With the Senate largely idle in observance of the Jewish holiday of Yom Kippur, no votes on funding the government were held Thursday. The Senate is scheduled to return Friday for its fourth vote on a pair of short-term funding bills, but the vote is expected to fail.
Majority Leader John Thune said it is "unlikely" that the Senate will hold votes this weekend. "They'll have a fourth chance tomorrow to vote to keep - to open up the government," Thune told reporters. "And if that fails, then they can have the weekend to think about it, we'll come back, we'll vote again on Monday."
Thune added that he is open to meeting with Minority Leader Chuck Schumer, though it depends on what's on the agenda.
"We'll see," Thune said. "If the meeting is focused around just a, you know, a photo op along the lines of what they tried to get out of the White House, I'm not sure there's a lot of purpose in that. But if they want to actually come forward and talk about how to, how to end this thing, yeah, we'll see."
White House warns on firings: White House Press Secretary Karoline Leavitt said Thursday that the number of firings during the shutdown could be significant. "It's likely going to be in the thousands," she told a reporter who asked for an estimate, adding, "that's something that the Office of Management and Budget and the entire team at the White House here again, is unfortunately having to work on today."
Trump said on social media that he planned to meet with Office of Management and Budget Director Russell Vought to "determine which of the many Democrat Agencies" will be cut and whether the cuts are "temporary or permanent."

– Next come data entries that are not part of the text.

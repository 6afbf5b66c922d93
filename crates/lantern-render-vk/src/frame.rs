// SPDX-License-Identifier: CEPL-1.0
use crate::gpu::Gpu;
use crate::resources::create_all;
use anyhow::{anyhow, Context, Result};
use ash::{vk, Device};
use lantern_math::UniformBufferObject;
use lantern_render::{Acquired, FrameBackend, Presented};

/// Synchronization owned by one frame slot.
pub(crate) struct FrameSync {
    pub image_available: vk::Semaphore,
    pub render_finished: vk::Semaphore,
    pub in_flight: vk::Fence,
}

impl FrameSync {
    unsafe fn new(device: &Device) -> Result<Self> {
        let mut sync = Self {
            image_available: vk::Semaphore::null(),
            render_finished: vk::Semaphore::null(),
            in_flight: vk::Fence::null(),
        };
        if let Err(e) = sync.fill(device) {
            // Destroying null handles is a no-op.
            sync.destroy(device);
            return Err(e);
        }
        Ok(sync)
    }

    unsafe fn fill(&mut self, device: &Device) -> Result<()> {
        let sem_ci = vk::SemaphoreCreateInfo::default();
        // Signaled so the first wait on every slot returns immediately.
        let fence_ci = vk::FenceCreateInfo {
            s_type: vk::StructureType::FENCE_CREATE_INFO,
            flags: vk::FenceCreateFlags::SIGNALED,
            ..Default::default()
        };
        self.image_available = device.create_semaphore(&sem_ci, None)?;
        self.render_finished = device.create_semaphore(&sem_ci, None)?;
        self.in_flight = device.create_fence(&fence_ci, None)?;
        Ok(())
    }

    pub(crate) unsafe fn destroy(&self, device: &Device) {
        device.destroy_semaphore(self.image_available, None);
        device.destroy_semaphore(self.render_finished, None);
        device.destroy_fence(self.in_flight, None);
    }
}

pub(crate) unsafe fn create_frame_syncs(device: &Device, count: usize) -> Result<Vec<FrameSync>> {
    create_all(count, || FrameSync::new(device), |f| f.destroy(device)).context("frame sync objects")
}

impl FrameBackend for Gpu {
    type Error = anyhow::Error;

    fn wait_for_slot(&mut self, slot: usize) -> Result<()> {
        let fence = self.frames[slot].in_flight;
        unsafe { self.device.wait_for_fences(&[fence], true, u64::MAX) }
            .with_context(|| format!("wait_for_fences (slot {slot})"))
    }

    fn acquire_image(&mut self, slot: usize) -> Result<Acquired> {
        let chain = self.chain()?;
        let acquired = unsafe {
            self.swapchain_loader.acquire_next_image(
                chain.swapchain.handle,
                u64::MAX,
                self.frames[slot].image_available,
                vk::Fence::null(),
            )
        };
        match acquired {
            Ok((index, suboptimal)) => Ok(Acquired::Image { index, suboptimal }),
            Err(vk::Result::ERROR_OUT_OF_DATE_KHR) => Ok(Acquired::OutOfDate),
            Err(e) => Err(anyhow!("acquire_next_image: {e:?}")),
        }
    }

    fn reset_slot(&mut self, slot: usize) -> Result<()> {
        let fence = self.frames[slot].in_flight;
        unsafe { self.device.reset_fences(&[fence]) }.context("reset_fences")
    }

    fn update_image(&mut self, image: u32) -> Result<()> {
        let chain = self.chain()?;
        let extent = chain.swapchain.plan.extent;
        let ubo = UniformBufferObject::at(
            self.started.elapsed().as_secs_f32(),
            extent.width,
            extent.height,
        );
        let buffer = chain
            .uniforms
            .get(image as usize)
            .ok_or_else(|| anyhow!("no uniform buffer for image {image}"))?;
        unsafe { buffer.write(&self.device, bytemuck::bytes_of(&ubo)) }
    }

    fn submit(&mut self, slot: usize, image: u32) -> Result<()> {
        let chain = self.chain()?;
        let frame = &self.frames[slot];
        let cmd = chain.cmd_bufs[image as usize];
        let wait_stages = [vk::PipelineStageFlags::COLOR_ATTACHMENT_OUTPUT];
        let submit = vk::SubmitInfo {
            s_type: vk::StructureType::SUBMIT_INFO,
            wait_semaphore_count: 1,
            p_wait_semaphores: &frame.image_available,
            p_wait_dst_stage_mask: wait_stages.as_ptr(),
            command_buffer_count: 1,
            p_command_buffers: &cmd,
            signal_semaphore_count: 1,
            p_signal_semaphores: &frame.render_finished,
            ..Default::default()
        };
        unsafe {
            self.device
                .queue_submit(self.graphics_queue, std::slice::from_ref(&submit), frame.in_flight)
        }
        .context("queue_submit")
    }

    fn present(&mut self, slot: usize, image: u32) -> Result<Presented> {
        let chain = self.chain()?;
        let present = vk::PresentInfoKHR {
            s_type: vk::StructureType::PRESENT_INFO_KHR,
            wait_semaphore_count: 1,
            p_wait_semaphores: &self.frames[slot].render_finished,
            swapchain_count: 1,
            p_swapchains: &chain.swapchain.handle,
            p_image_indices: &image,
            ..Default::default()
        };
        match unsafe {
            self.swapchain_loader
                .queue_present(self.present_queue, &present)
        } {
            Ok(false) => Ok(Presented::Optimal),
            Ok(true) => Ok(Presented::Suboptimal),
            Err(vk::Result::ERROR_OUT_OF_DATE_KHR) => Ok(Presented::OutOfDate),
            Err(e) => Err(anyhow!("queue_present: {e:?}")),
        }
    }

    fn recreate(&mut self) -> Result<Option<usize>> {
        unsafe { self.rebuild_chain() }
    }
}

Leavitt said that while no plan has been finalized, the White House is "looking at agencies that don't align with the president's values" and "that we feel are a waste of the taxpayer dollar."
In his social media post, Trump needled Democrats for making it easier for him to slash federal agencies, as Vought has long wanted to do. "I can't believe the Radical Left Democrats gave me this unprecedented opportunity," he wrote.
Trump had previously distanced himself from Vought's affiliation with Project 2025, the controversial right-wing blueprint for governance from the Heritage Foundation that called for massive reductions in the federal government. But on Thursday, he seemed to celebrate it, referring to Vought as "he of PROJECT 2025 Fame."
Thune also chided Democrats for opening the door to Vought's increased involvement. "This is the risk of shutting down the government and handing the keys to Russ Vought," Thune told Politico, adding, "we don't control what he's going to do."